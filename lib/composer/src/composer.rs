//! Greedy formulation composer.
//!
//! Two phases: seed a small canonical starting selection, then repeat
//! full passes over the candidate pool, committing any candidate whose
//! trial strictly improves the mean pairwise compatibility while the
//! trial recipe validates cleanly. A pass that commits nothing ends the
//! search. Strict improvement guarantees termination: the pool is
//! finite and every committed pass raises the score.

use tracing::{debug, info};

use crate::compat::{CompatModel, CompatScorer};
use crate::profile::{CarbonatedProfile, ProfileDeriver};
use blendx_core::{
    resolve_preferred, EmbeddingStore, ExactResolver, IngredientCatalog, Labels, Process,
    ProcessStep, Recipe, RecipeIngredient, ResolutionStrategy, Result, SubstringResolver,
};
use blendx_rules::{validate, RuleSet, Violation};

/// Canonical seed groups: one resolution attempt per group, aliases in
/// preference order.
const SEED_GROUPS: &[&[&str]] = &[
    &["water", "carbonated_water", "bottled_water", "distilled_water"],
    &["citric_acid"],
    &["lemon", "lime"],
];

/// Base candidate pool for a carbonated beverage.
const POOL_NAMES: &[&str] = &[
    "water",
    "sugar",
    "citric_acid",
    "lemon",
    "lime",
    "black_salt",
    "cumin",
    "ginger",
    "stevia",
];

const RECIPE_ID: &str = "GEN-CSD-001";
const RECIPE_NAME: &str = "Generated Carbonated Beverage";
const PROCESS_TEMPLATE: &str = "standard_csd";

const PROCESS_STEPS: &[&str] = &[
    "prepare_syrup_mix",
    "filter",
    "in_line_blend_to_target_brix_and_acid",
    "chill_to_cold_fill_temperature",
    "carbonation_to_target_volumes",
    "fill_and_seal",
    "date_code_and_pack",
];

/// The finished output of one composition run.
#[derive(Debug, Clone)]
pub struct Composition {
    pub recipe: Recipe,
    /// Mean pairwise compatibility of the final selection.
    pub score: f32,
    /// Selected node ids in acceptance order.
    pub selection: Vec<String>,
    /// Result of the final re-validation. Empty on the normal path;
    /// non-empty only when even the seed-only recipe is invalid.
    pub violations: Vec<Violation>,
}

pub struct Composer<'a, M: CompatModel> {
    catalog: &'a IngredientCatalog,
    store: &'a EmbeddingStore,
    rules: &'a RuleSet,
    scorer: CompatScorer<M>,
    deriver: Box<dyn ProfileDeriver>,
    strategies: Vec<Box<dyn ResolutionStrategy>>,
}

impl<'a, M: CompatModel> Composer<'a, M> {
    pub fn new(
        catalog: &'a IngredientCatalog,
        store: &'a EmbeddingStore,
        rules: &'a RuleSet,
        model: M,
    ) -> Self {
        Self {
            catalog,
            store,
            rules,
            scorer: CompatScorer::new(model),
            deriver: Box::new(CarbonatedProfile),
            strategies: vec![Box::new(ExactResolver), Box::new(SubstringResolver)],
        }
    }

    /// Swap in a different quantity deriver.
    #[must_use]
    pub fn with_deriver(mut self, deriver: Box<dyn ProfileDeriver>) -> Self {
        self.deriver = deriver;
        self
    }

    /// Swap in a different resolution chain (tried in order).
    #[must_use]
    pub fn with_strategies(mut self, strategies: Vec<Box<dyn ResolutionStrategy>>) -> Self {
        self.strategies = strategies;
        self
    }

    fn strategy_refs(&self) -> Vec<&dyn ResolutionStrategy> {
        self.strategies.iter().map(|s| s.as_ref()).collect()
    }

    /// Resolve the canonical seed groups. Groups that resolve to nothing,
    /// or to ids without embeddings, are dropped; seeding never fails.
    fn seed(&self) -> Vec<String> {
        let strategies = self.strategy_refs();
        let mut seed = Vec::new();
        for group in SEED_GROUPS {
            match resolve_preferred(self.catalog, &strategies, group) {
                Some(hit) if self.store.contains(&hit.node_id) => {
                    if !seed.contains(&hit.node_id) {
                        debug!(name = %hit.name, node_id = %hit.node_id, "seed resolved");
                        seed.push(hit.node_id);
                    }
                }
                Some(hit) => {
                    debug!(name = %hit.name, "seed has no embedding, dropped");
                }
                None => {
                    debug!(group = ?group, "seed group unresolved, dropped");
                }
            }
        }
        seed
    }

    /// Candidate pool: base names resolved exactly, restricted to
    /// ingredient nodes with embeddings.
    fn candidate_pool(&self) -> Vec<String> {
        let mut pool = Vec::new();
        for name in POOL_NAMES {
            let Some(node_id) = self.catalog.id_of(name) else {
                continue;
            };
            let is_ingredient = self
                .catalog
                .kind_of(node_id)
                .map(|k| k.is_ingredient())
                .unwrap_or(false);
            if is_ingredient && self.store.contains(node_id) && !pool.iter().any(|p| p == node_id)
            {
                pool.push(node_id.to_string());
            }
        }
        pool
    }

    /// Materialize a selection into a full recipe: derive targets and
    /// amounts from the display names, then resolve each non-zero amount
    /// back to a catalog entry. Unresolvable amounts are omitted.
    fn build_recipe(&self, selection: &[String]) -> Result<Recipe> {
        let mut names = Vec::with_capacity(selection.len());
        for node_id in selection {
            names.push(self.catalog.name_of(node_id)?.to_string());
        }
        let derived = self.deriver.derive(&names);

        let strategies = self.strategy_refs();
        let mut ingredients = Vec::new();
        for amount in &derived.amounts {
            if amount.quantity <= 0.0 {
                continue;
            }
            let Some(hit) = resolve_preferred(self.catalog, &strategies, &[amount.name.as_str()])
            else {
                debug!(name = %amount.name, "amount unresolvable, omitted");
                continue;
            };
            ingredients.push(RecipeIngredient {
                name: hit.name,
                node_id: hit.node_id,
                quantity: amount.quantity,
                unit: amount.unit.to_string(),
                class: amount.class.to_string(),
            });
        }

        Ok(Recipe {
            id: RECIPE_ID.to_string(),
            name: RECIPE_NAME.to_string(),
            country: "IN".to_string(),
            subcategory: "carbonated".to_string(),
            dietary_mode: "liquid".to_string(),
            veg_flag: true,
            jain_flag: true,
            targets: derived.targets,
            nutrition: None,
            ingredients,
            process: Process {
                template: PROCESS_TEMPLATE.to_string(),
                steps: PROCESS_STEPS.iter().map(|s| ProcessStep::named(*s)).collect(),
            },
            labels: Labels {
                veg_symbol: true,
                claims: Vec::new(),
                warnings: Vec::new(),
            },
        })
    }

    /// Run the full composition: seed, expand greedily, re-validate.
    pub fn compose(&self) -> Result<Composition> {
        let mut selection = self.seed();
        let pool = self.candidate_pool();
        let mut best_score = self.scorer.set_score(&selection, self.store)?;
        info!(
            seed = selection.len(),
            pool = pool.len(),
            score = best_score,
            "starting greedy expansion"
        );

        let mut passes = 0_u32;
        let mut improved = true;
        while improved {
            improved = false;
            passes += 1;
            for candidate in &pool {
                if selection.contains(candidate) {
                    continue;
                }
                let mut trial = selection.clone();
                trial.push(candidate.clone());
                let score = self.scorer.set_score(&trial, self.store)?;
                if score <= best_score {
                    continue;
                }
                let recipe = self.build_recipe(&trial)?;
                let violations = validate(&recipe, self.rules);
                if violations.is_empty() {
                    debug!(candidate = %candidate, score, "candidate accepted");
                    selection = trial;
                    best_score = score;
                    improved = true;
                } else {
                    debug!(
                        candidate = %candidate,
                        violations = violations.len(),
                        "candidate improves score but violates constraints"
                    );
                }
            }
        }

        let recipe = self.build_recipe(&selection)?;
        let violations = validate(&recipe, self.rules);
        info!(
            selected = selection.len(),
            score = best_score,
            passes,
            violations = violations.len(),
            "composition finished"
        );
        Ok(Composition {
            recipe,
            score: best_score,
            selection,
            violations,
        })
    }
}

········

§ **TRY IT**: Check the records above and copy each line that has the string "struct".

§ **WRITTEN SOLUTION**:
pub struct Composition {
pub struct Composer<'a, M: CompatModel> {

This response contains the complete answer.